La linea Tav Bs-Ve è un’opera già autorizzata e già finanziata. Ad oggi non c’è alcun modo per fermarla, senza un accordo parlamentare, per il quale purtroppo non abbiamo la maggioranza. Maggioranza che viene meno a maggior ragione oggi, che è dimostrato che fermare l’opera avrebbe un costo che i nostri alleati di governo non vorrebbero sostenere. E su questo vanno d’amore e d’accordo col Pd, responsabile della truffa.

Il partito trasversale del cemento vince dunque ancora una volta, e a farne le spese è il futuro del Paese.

Abbiamo sostenuto vari ricorsi amministrativi e giudiziari, purtroppo anche quelli senza esito. Non ci fermiamo qui, ovviamente. Se dovessero esserci altre strade per dimostrare che l’opera è più dannosa che utile le prenderemo, e se troveremo anche solo un appiglio lo useremo. In ogni caso vigileremo affinché ciascuna delle 300 prescrizioni sia rispettata e perché tutto sia fatto a regola d’arte riducendo al minimo i danni.

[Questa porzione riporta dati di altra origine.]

//! N-gram inverted index for fuzzy containment search.
//!
//! Texts are normalized, sliced into overlapping n-grams, and each gram's
//! postings list records which documents produced it. A query is scored by
//! the fraction of *its* grams that hit a document, so the score is in
//! `[0, 1]` and a threshold of `1.0` demands every query gram be present.
//!
//! ## Implemented
//!
//! - [`NGramIndex`]: the general index for any `n ≥ 1`
//! - [`TrigramIndex`]: the `n = 3` specialization with an edit-distance
//!   confirmation pass
//! - [`QGramProfile`]: per-text q-gram multisets with L1 distance and
//!   cosine similarity
//!
//! Postings keep duplicate ids on purpose: a document that contains a gram
//! twice counts twice when hits are tallied.
//!
//! Unlike the other corpus indices in this crate, the n-gram index guards
//! its state with a reader-writer lock: `add` and `search` both take
//! `&self`, writers serialize, readers share, and any mix of the two from
//! different threads is safe.

mod qgram;

pub use qgram::QGramProfile;

use crate::distance::levenshtein;
use crate::error::{MatchError, Result};
use std::collections::HashMap;
use std::ops::{Deref, DerefMut};
use std::sync::{PoisonError, RwLock, RwLockReadGuard, RwLockWriteGuard};

/// A single n-gram search hit.
#[derive(Debug, Clone, PartialEq)]
#[cfg_attr(feature = "serde", derive(serde::Serialize, serde::Deserialize))]
pub struct NGramMatch {
    /// Caller-supplied document id.
    pub id: usize,
    /// Fraction of query grams found in the document (or, after a
    /// [`TrigramIndex::search_with_distance`] pass, an edit-distance score).
    pub score: f64,
    /// The original, unnormalized document text.
    pub text: String,
}

/// Postings and corpus, everything the lock protects.
#[derive(Debug, Default)]
struct State {
    grams: HashMap<String, Vec<usize>>,
    /// id → (original text, scalar length).
    corpus: HashMap<usize, (String, usize)>,
}

/// N-gram inverted index.
///
/// Ids are caller-supplied and need not be dense; adding a text under an
/// existing id replaces the stored text but leaves stale postings behind,
/// so rebuild via [`NGramIndex::clear`] to shrink or reassign.
///
/// Mutators and queries alike take `&self`: the index holds its own
/// reader-writer lock, so a shared reference can be handed to several
/// threads and `add`/`search` may interleave freely. Concurrent searches
/// run in parallel; writers serialize.
#[derive(Debug)]
pub struct NGramIndex {
    n: usize,
    normalize: bool,
    state: RwLock<State>,
}

impl NGramIndex {
    /// Create an index over grams of `n` scalars, `n ≥ 1`. Normalization
    /// defaults to on.
    pub fn new(n: usize) -> Result<Self> {
        if n == 0 {
            return Err(MatchError::InvalidParameter(
                "n-gram size must be at least 1".to_string(),
            ));
        }
        Ok(Self::unvalidated(n))
    }

    fn unvalidated(n: usize) -> Self {
        Self {
            n,
            normalize: true,
            state: RwLock::new(State::default()),
        }
    }

    /// Enable or disable normalization. When off, only lowercasing is
    /// applied before gram extraction.
    ///
    /// Takes `&mut self`: flipping normalization mid-stream would make old
    /// postings unreachable, so it is a construction-time choice.
    pub fn set_normalization(&mut self, enabled: bool) {
        self.normalize = enabled;
    }

    fn read(&self) -> RwLockReadGuard<'_, State> {
        self.state.read().unwrap_or_else(PoisonError::into_inner)
    }

    fn write(&self) -> RwLockWriteGuard<'_, State> {
        self.state.write().unwrap_or_else(PoisonError::into_inner)
    }

    /// Add a text under a caller-supplied id.
    pub fn add(&self, text: &str, id: usize) {
        let processed = self.process(text);
        let grams = generate_ngrams(&processed, self.n);

        let mut state = self.write();
        state
            .corpus
            .insert(id, (text.to_string(), text.chars().count()));
        for gram in grams {
            state.grams.entry(gram).or_default().push(id);
        }
    }

    /// Add several texts, assigning sequential ids starting from the
    /// current size.
    ///
    /// The whole batch goes in under one write hold, so the assigned id
    /// range stays contiguous even with concurrent writers.
    pub fn batch_add<S: AsRef<str>>(&self, texts: &[S]) {
        let mut state = self.write();
        let start = state.corpus.len();

        for (i, text) in texts.iter().enumerate() {
            let text = text.as_ref();
            let processed = self.process(text);

            state
                .corpus
                .insert(start + i, (text.to_string(), text.chars().count()));
            for gram in generate_ngrams(&processed, self.n) {
                state.grams.entry(gram).or_default().push(start + i);
            }
        }
    }

    /// Documents whose gram overlap with the query reaches `threshold`,
    /// scored by hit fraction of query grams, descending.
    #[must_use]
    pub fn search(&self, query: &str, threshold: f64) -> Vec<NGramMatch> {
        let processed = self.process(query);
        let query_grams = generate_ngrams(&processed, self.n);
        if query_grams.is_empty() {
            return Vec::new();
        }

        let state = self.read();

        let mut hits: HashMap<usize, usize> = HashMap::new();
        for gram in &query_grams {
            if let Some(ids) = state.grams.get(gram) {
                for &id in ids {
                    *hits.entry(id).or_insert(0) += 1;
                }
            }
        }

        let total = query_grams.len() as f64;
        let mut results: Vec<NGramMatch> = hits
            .into_iter()
            .filter_map(|(id, count)| {
                let score = count as f64 / total;
                if score < threshold {
                    return None;
                }
                state.corpus.get(&id).map(|(text, _)| NGramMatch {
                    id,
                    score,
                    text: text.clone(),
                })
            })
            .collect();
        drop(state);

        results.sort_by(|a, b| b.score.partial_cmp(&a.score).unwrap_or(std::cmp::Ordering::Equal));
        results
    }

    /// Like [`NGramIndex::search`], projecting only the ids.
    #[must_use]
    pub fn search_ids(&self, query: &str, threshold: f64) -> Vec<usize> {
        self.search(query, threshold).into_iter().map(|m| m.id).collect()
    }

    /// Jaccard similarity of the deduplicated n-gram sets of two texts,
    /// processed the same way indexed texts are. Pure on its arguments;
    /// never touches the corpus.
    #[must_use]
    pub fn jaccard_similarity(&self, text1: &str, text2: &str) -> f64 {
        let grams1 = generate_ngrams(&self.process(text1), self.n);
        let grams2 = generate_ngrams(&self.process(text2), self.n);

        let set1: std::collections::HashSet<&str> =
            grams1.iter().map(String::as_str).collect();
        let set2: std::collections::HashSet<&str> =
            grams2.iter().map(String::as_str).collect();

        let intersection = set1.intersection(&set2).count();
        let union = set1.len() + set2.len() - intersection;
        if union == 0 {
            return 0.0;
        }
        intersection as f64 / union as f64
    }

    /// Number of indexed documents.
    #[must_use]
    pub fn size(&self) -> usize {
        self.read().corpus.len()
    }

    /// Whether the index holds no documents.
    #[must_use]
    pub fn is_empty(&self) -> bool {
        self.read().corpus.is_empty()
    }

    /// Drop all documents and postings.
    pub fn clear(&self) {
        let mut state = self.write();
        state.grams.clear();
        state.corpus.clear();
    }

    fn process(&self, text: &str) -> String {
        if self.normalize {
            normalize_text(text)
        } else {
            text.to_lowercase()
        }
    }

    pub(crate) fn stored_len(&self, id: usize) -> Option<usize> {
        self.read().corpus.get(&id).map(|&(_, len)| len)
    }
}

/// Lowercase and keep only letters, digits, and spaces.
fn normalize_text(text: &str) -> String {
    if text.is_ascii() {
        return normalize_ascii(text);
    }

    let mut result = String::with_capacity(text.len());
    for ch in text.chars() {
        if ch.is_alphanumeric() || ch.is_whitespace() {
            result.extend(ch.to_lowercase());
        }
    }
    result
}

fn normalize_ascii(text: &str) -> String {
    let mut result = Vec::with_capacity(text.len());
    for &c in text.as_bytes() {
        match c {
            b'a'..=b'z' | b'0'..=b'9' | b' ' => result.push(c),
            b'A'..=b'Z' => result.push(c + 32),
            _ => {}
        }
    }
    // Only ASCII bytes were kept.
    String::from_utf8(result).unwrap_or_default()
}

/// Slice `text` into grams of `n` scalars. A text shorter than `n` yields a
/// single gram equal to the whole text.
fn generate_ngrams(text: &str, n: usize) -> Vec<String> {
    if text.is_ascii() {
        let bytes = text.as_bytes();
        if bytes.len() < n {
            return vec![text.to_string()];
        }
        return (0..=bytes.len() - n)
            .map(|i| text[i..i + n].to_string())
            .collect();
    }

    let chars: Vec<char> = text.chars().collect();
    if chars.len() < n {
        return vec![text.to_string()];
    }
    chars
        .windows(n)
        .map(|window| window.iter().collect())
        .collect()
}

/// Trigram index (`n = 3`) with an edit-distance confirmation pass.
///
/// Derefs to [`NGramIndex`], so all base operations are available.
#[derive(Debug)]
pub struct TrigramIndex {
    inner: NGramIndex,
}

impl Default for TrigramIndex {
    fn default() -> Self {
        Self::new()
    }
}

impl TrigramIndex {
    /// Create an empty trigram index.
    #[must_use]
    pub fn new() -> Self {
        Self {
            inner: NGramIndex::unvalidated(3),
        }
    }

    /// Candidates within `max_distance` edits of `query`.
    ///
    /// Pre-filters by trigram similarity at `1 − 0.3·max_distance`, confirms
    /// with Levenshtein, and re-scores each survivor as
    /// `1 − dist / max(|query|, |text|)` before re-sorting.
    #[must_use]
    pub fn search_with_distance(&self, query: &str, max_distance: usize) -> Vec<NGramMatch> {
        let min_similarity = 1.0 - 0.3 * max_distance as f64;
        let candidates = self.inner.search(query, min_similarity);
        let query_len = query.chars().count();

        let mut results: Vec<NGramMatch> = candidates
            .into_iter()
            .filter_map(|mut candidate| {
                let dist = levenshtein(query, &candidate.text);
                if dist > max_distance {
                    return None;
                }
                let text_len = self
                    .inner
                    .stored_len(candidate.id)
                    .unwrap_or_else(|| candidate.text.chars().count());
                let denom = query_len.max(text_len).max(1);
                candidate.score = 1.0 - dist as f64 / denom as f64;
                Some(candidate)
            })
            .collect();

        results.sort_by(|a, b| b.score.partial_cmp(&a.score).unwrap_or(std::cmp::Ordering::Equal));
        results
    }
}

impl Deref for TrigramIndex {
    type Target = NGramIndex;

    fn deref(&self) -> &NGramIndex {
        &self.inner
    }
}

impl DerefMut for TrigramIndex {
    fn deref_mut(&mut self) -> &mut NGramIndex {
        &mut self.inner
    }
}
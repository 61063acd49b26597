//! Hash-based similarity indices and their shared primitives.
//!
//! ## Implemented
//!
//! - [`LSHIndex`]: banked MinHash over character shingles, for Jaccard
//!   similarity between documents
//! - [`SimHashIndex`]: 64-bit locality-sensitive fingerprints whose Hamming
//!   distance tracks token-level similarity
//!
//! | Algorithm | Sketch | Similarity | Best for |
//! |-----------|--------|------------|----------|
//! | MinHash   | banked bucket keys | Jaccard | near-duplicate retrieval |
//! | SimHash   | one 64-bit word | cosine-ish (Hamming) | fingerprint scans |
//!
//! The primitives below are shared by both: a stable 64-bit string hash
//! (xxh64 — stability across processes is part of the signature contract),
//! Hamming distance on words, and a Unicode tokenizer.
//!
//! # References
//!
//! - Broder (1997). "On the resemblance and containment of documents"
//! - Charikar (2002). "Similarity estimation techniques from rounding
//!   algorithms"

mod lsh;
mod simhash;

pub use lsh::LSHIndex;
pub use simhash::SimHashIndex;

use xxhash_rust::xxh64::xxh64;

/// Stable, fast, non-cryptographic 64-bit hash of a string.
#[inline]
#[must_use]
pub fn hash64(s: &str) -> u64 {
    xxh64(s.as_bytes(), 0)
}

/// Number of differing bits between two words, via the Kernighan
/// bit-clear loop.
#[must_use]
pub fn hamming_distance(a: u64, b: u64) -> usize {
    let mut xor = a ^ b;
    let mut count = 0;
    while xor != 0 {
        count += 1;
        xor &= xor - 1;
    }
    count
}

/// Split `text` into lowercase words of Unicode letters and digits.
#[must_use]
pub fn tokenize(text: &str) -> Vec<String> {
    let mut tokens = Vec::new();
    let mut current = String::new();

    for ch in text.chars() {
        if ch.is_alphanumeric() {
            current.extend(ch.to_lowercase());
        } else if !current.is_empty() {
            tokens.push(std::mem::take(&mut current));
        }
    }
    if !current.is_empty() {
        tokens.push(current);
    }

    tokens
}
//! Wu–Manber bit-parallel approximate scanner.
//!
//! The DP row for each error level `k` lives in one 64-bit word `R[k]`,
//! bit `i` cleared when some match of `pattern[0..=i]` with ≤ k errors ends
//! at the current text position. One character costs one shift-and-mask
//! update per error level, so the scan is O(text · max_errors) regardless
//! of pattern length — up to the 63-character word-width cap, beyond which
//! search falls back to a banded row DP.
//!
//! # References
//!
//! - Wu & Manber (1992). "Fast text searching allowing errors"

use super::Match;
use crate::error::{MatchError, Result};
use std::collections::{HashMap, HashSet};

/// Longest pattern the single-word bit-parallel path can handle: the match
/// bit must stay below the shift.
const BIT_PARALLEL_MAX: usize = 63;

/// Approximate scanner for one pattern over arbitrary texts.
#[derive(Debug, Clone)]
pub struct WuManber {
    pattern: Vec<char>,
    alphabet: HashMap<char, usize>,
    /// Per alphabet ordinal: bit `i` cleared iff `pattern[i] == c`. Empty
    /// when the pattern is too long for the bit-parallel path.
    masks: Vec<u64>,
}

impl WuManber {
    /// Compile a non-empty pattern.
    pub fn new(pattern: &str) -> Result<Self> {
        let pattern: Vec<char> = pattern.chars().collect();
        if pattern.is_empty() {
            return Err(MatchError::EmptyPattern);
        }

        let mut alphabet = HashMap::new();
        for &ch in &pattern {
            let next = alphabet.len();
            alphabet.entry(ch).or_insert(next);
        }

        let masks = if pattern.len() <= BIT_PARALLEL_MAX {
            let mut masks = vec![!0u64; alphabet.len()];
            for (i, ch) in pattern.iter().enumerate() {
                masks[alphabet[ch]] &= !(1u64 << i);
            }
            masks
        } else {
            Vec::new()
        };

        Ok(Self {
            pattern,
            alphabet,
            masks,
        })
    }

    /// All matches of the pattern in `text` with at most `max_errors`
    /// edits, deduplicated by `(start, end, distance)`.
    #[must_use]
    pub fn search(&self, text: &str, max_errors: usize) -> Vec<Match> {
        let text: Vec<char> = text.chars().collect();
        if max_errors == 0 {
            self.exact_search(&text)
        } else if self.pattern.len() <= BIT_PARALLEL_MAX {
            self.bit_parallel_search(&text, max_errors)
        } else {
            self.dp_search(&text, max_errors)
        }
    }

    /// Naive scalar scan; handles arbitrarily long patterns.
    fn exact_search(&self, text: &[char]) -> Vec<Match> {
        let m = self.pattern.len();
        if text.len() < m {
            return Vec::new();
        }

        (0..=text.len() - m)
            .filter(|&i| text[i..i + m] == self.pattern[..])
            .map(|i| Match {
                start: i,
                end: i + m,
                distance: 0,
            })
            .collect()
    }

    fn bit_parallel_search(&self, text: &[char], max_errors: usize) -> Vec<Match> {
        let m = self.pattern.len();
        let match_bit = 1u64 << (m - 1);

        let mut matches = Vec::new();
        let mut seen: HashSet<(usize, usize, usize)> = HashSet::new();

        // R[k] starts with the low k bits cleared: a prefix of length k is
        // reachable with k deletions before any text is read.
        let mut r: Vec<u64> = (0..=max_errors)
            .map(|k| !((1u64 << k) - 1))
            .collect();

        for (j, &c) in text.iter().enumerate() {
            let char_mask = self
                .alphabet
                .get(&c)
                .map_or(!0u64, |&idx| self.masks[idx]);

            let mut old_r = r[0];
            r[0] = ((r[0] << 1) | 1) & char_mask;

            for k in 1..=max_errors {
                let tmp = r[k];
                r[k] = ((r[k] << 1) & char_mask) | old_r | ((old_r | r[k - 1]) << 1) | 1;
                old_r = tmp;
            }

            for (k, &rk) in r.iter().enumerate() {
                if rk & match_bit == 0 {
                    let start = (j + 1).saturating_sub(m);
                    if seen.insert((start, j + 1, k)) {
                        matches.push(Match {
                            start,
                            end: j + 1,
                            distance: k,
                        });
                    }
                    break;
                }
            }
        }

        matches
    }

    /// Banded Sellers row DP for patterns past the word width. Tracks the
    /// text index where each alignment began, so starts are exact rather
    /// than clamped.
    fn dp_search(&self, text: &[char], max_errors: usize) -> Vec<Match> {
        let m = self.pattern.len();
        let mut matches = Vec::new();
        let mut seen: HashSet<(usize, usize, usize)> = HashSet::new();

        let mut prev: Vec<usize> = (0..=m).collect();
        let mut curr: Vec<usize> = vec![0; m + 1];
        let mut prev_start: Vec<usize> = vec![0; m + 1];
        let mut curr_start: Vec<usize> = vec![0; m + 1];

        for (j, &c) in text.iter().enumerate() {
            curr[0] = 0;
            curr_start[0] = j + 1;

            for i in 1..=m {
                let cost = usize::from(self.pattern[i - 1] != c);

                let diagonal = prev[i - 1] + cost;
                let insertion = prev[i] + 1;
                let deletion = curr[i - 1] + 1;

                if diagonal <= insertion && diagonal <= deletion {
                    curr[i] = diagonal;
                    curr_start[i] = prev_start[i - 1];
                } else if insertion <= deletion {
                    curr[i] = insertion;
                    curr_start[i] = prev_start[i];
                } else {
                    curr[i] = deletion;
                    curr_start[i] = curr_start[i - 1];
                }
            }

            if curr[m] <= max_errors && seen.insert((curr_start[m], j + 1, curr[m])) {
                matches.push(Match {
                    start: curr_start[m],
                    end: j + 1,
                    distance: curr[m],
                });
            }

            std::mem::swap(&mut prev, &mut curr);
            std::mem::swap(&mut prev_start, &mut curr_start);
        }

        matches
    }
}

#[cfg(test)]
mod tests {
    use super::*;

    #[test]
    fn rejects_empty_pattern() {
        assert!(matches!(WuManber::new(""), Err(MatchError::EmptyPattern)));
    }

    #[test]
    fn exact_match_at_start() {
        let wm = WuManber::new("hello").unwrap();
        let matches = wm.search("hello world", 0);
        assert_eq!(matches.len(), 1);
        assert_eq!(matches[0], Match { start: 0, end: 5, distance: 0 });
    }

    #[test]
    fn exact_match_twice() {
        let wm = WuManber::new("hello").unwrap();
        let matches = wm.search("hello hello", 0);
        let starts: Vec<usize> = matches.iter().map(|m| m.start).collect();
        assert_eq!(starts, vec![0, 6]);
    }

    #[test]
    fn one_deletion_is_found() {
        let wm = WuManber::new("hello").unwrap();
        let matches = wm.search("helo world", 1);
        assert!(!matches.is_empty());
        assert!(
            matches.iter().any(|m| m.start <= 1 && m.distance == 1),
            "got {matches:?}"
        );
    }

    #[test]
    fn one_substitution_is_found() {
        let wm = WuManber::new("hello").unwrap();
        let matches = wm.search("hllo world", 1);
        assert!(matches.iter().any(|m| m.distance == 1), "got {matches:?}");
    }

    #[test]
    fn no_match_beyond_budget() {
        let wm = WuManber::new("hello").unwrap();
        assert!(wm.search("xyzzy", 1).is_empty());
    }

    #[test]
    fn results_are_deduplicated() {
        let wm = WuManber::new("hello").unwrap();
        let matches = wm.search("hello hello", 2);
        let mut keys: Vec<(usize, usize, usize)> = matches
            .iter()
            .map(|m| (m.start, m.end, m.distance))
            .collect();
        let before = keys.len();
        keys.sort_unstable();
        keys.dedup();
        assert_eq!(keys.len(), before);
    }

    #[test]
    fn long_pattern_falls_back_to_dp() {
        let pattern: String = "abcdefghij".repeat(7); // 70 chars, past the word width
        let wm = WuManber::new(&pattern).unwrap();

        let mut text = String::from("zz");
        text.push_str(&pattern);
        text.push_str("zz");

        let matches = wm.search(&text, 1);
        assert!(
            matches
                .iter()
                .any(|m| m.start == 2 && m.end == 2 + pattern.len() && m.distance == 0),
            "got {matches:?}"
        );

        // One substitution inside the long pattern.
        let mut typo = text.clone();
        typo.replace_range(10..11, "Q");
        let matches = wm.search(&typo, 1);
        assert!(matches.iter().any(|m| m.distance == 1), "got {matches:?}");
    }

    #[test]
    fn unicode_positions_count_scalars() {
        let wm = WuManber::new("héllo").unwrap();
        let matches = wm.search("ab héllo", 0);
        assert_eq!(matches, vec![Match { start: 3, end: 8, distance: 0 }]);
    }
}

Adesso non possiamo fare altro che chiedere scusa alle popolazioni coinvolte per quello che subiranno. So già che qualcuno parlerà di “tradimento”, ma non può esserci tradimento quando si hanno le mani legate. Se avessimo voluto “tradire” il nostro mandato, saremmo rimasti fermi lasciando che il cantiere partisse subito, già a giugno dell’anno scorso. Invece con il nostro lavoro siamo riusciti quanto meno a posticipare di oltre un anno l’inizio dei lavori, e a fare tutti gli approfondimenti tecnici necessari. Ciò dimostra che ci abbiamo provato, che non abbiamo mai mollato e che ce l’abbiamo messa tutta per difendere i valori in cui abbiamo sempre creduto e ancora continuiamo a credere.